**Problem to work on:**
Reproduce, unaltered, the line with "let recent = state.history.quality_summary();" along with every line that follows it in the records, up to the last.

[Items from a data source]
===============
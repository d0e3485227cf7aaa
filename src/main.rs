use adaptrack_cv::{AdaptiveConfig, AdaptiveTracker, Rect2d, TrackError};
use anyhow::Result;
use std::path::Path;
use tracing::{info, warn};
use tracing_subscriber::EnvFilter;

mod simulation;

use simulation::{BlobTrackerFactory, SyntheticScene};

const FRAMES: u32 = 150;
const ZOOM_FRAME: u32 = 60;
const OCCLUSION_FRAMES: std::ops::Range<u32> = 100..103;

fn main() -> Result<()> {
    tracing_subscriber::fmt()
        .with_env_filter(
            EnvFilter::try_from_default_env().unwrap_or_else(|_| EnvFilter::new("info")),
        )
        .with_target(false)
        .init();

    let config_path = format!("{}/assets/config.json", env!("CARGO_MANIFEST_DIR"));
    let config = load_config(&config_path)?;

    let mut scene = SyntheticScene::new(640, 480, Rect2d::new(100.0, 100.0, 80.0, 60.0), 7)
        .with_motion(2.0, 1.0)
        .with_growth(1.003);

    let mut tracker = AdaptiveTracker::try_new(BlobTrackerFactory, config)?;
    let first = scene.render();
    tracker.init(&first, scene.target())?;

    let mut failures = 0u32;
    for frame_index in 1..=FRAMES {
        if frame_index == ZOOM_FRAME {
            info!(frame = frame_index, "Zooming scene by 1.6x");
            scene.zoom(1.6);
        }
        scene.set_occluded(OCCLUSION_FRAMES.contains(&frame_index));

        let frame = scene.next_frame();
        match tracker.update(&frame) {
            Ok(bbox) => {
                let iou = bbox.iou(&scene.target());
                if frame_index % 25 == 0 {
                    info!(
                        frame = frame_index,
                        iou,
                        score = tracker.quality_score(),
                        "Tracking"
                    );
                }
            }
            Err(e @ TrackError::UpdateFailed(_)) => {
                failures += 1;
                warn!(frame = frame_index, error = %e, "Frame lost");
            }
            Err(e) => {
                warn!(frame = frame_index, error = %e, "Tracking stopped");
                break;
            }
        }
    }

    let state = tracker.state();
    println!("Tracking completed:");
    println!("  - Frames: {}", state.frame_count);
    println!("  - Failed frames: {}", failures);
    println!("  - Rebuilds: {}", state.reinit_count);
    if let Some(reason) = state.last_reinit {
        println!("  - Last rebuild: {}", reason);
    }
    let recent = state.history.quality_summary();
    println!(
        "  - Quality over last {} frames: avg {:.3}, min {:.3}, max {:.3}",
        recent.count, recent.mean, recent.min, recent.max
    );
    println!("Statistics of the live tracker instance:");
    println!("{}", tracker.statistics().to_json()?);

    Ok(())
}

fn load_config(path: &str) -> Result<AdaptiveConfig> {
    if Path::new(path).exists() {
        info!(path, "Loading configuration");
        AdaptiveConfig::from_json_file(path)
    } else {
        info!(path, "No configuration file, using defaults");
        Ok(AdaptiveConfig::default())
    }
}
===============
**Solution:**
    let recent = state.history.quality_summary();
    println!(
        "  - Quality over last {} frames: avg {:.3}, min {:.3}, max {:.3}",
        recent.count, recent.mean, recent.min, recent.max
    );
    println!("Statistics of the live tracker instance:");
    println!("{}", tracker.statistics().to_json()?);

    Ok(())
}

fn load_config(path: &str) -> Result<AdaptiveConfig> {
    if Path::new(path).exists() {
        info!(path, "Loading configuration");
        AdaptiveConfig::from_json_file(path)
    } else {
        info!(path, "No configuration file, using defaults");
        Ok(AdaptiveConfig::default())
    }
}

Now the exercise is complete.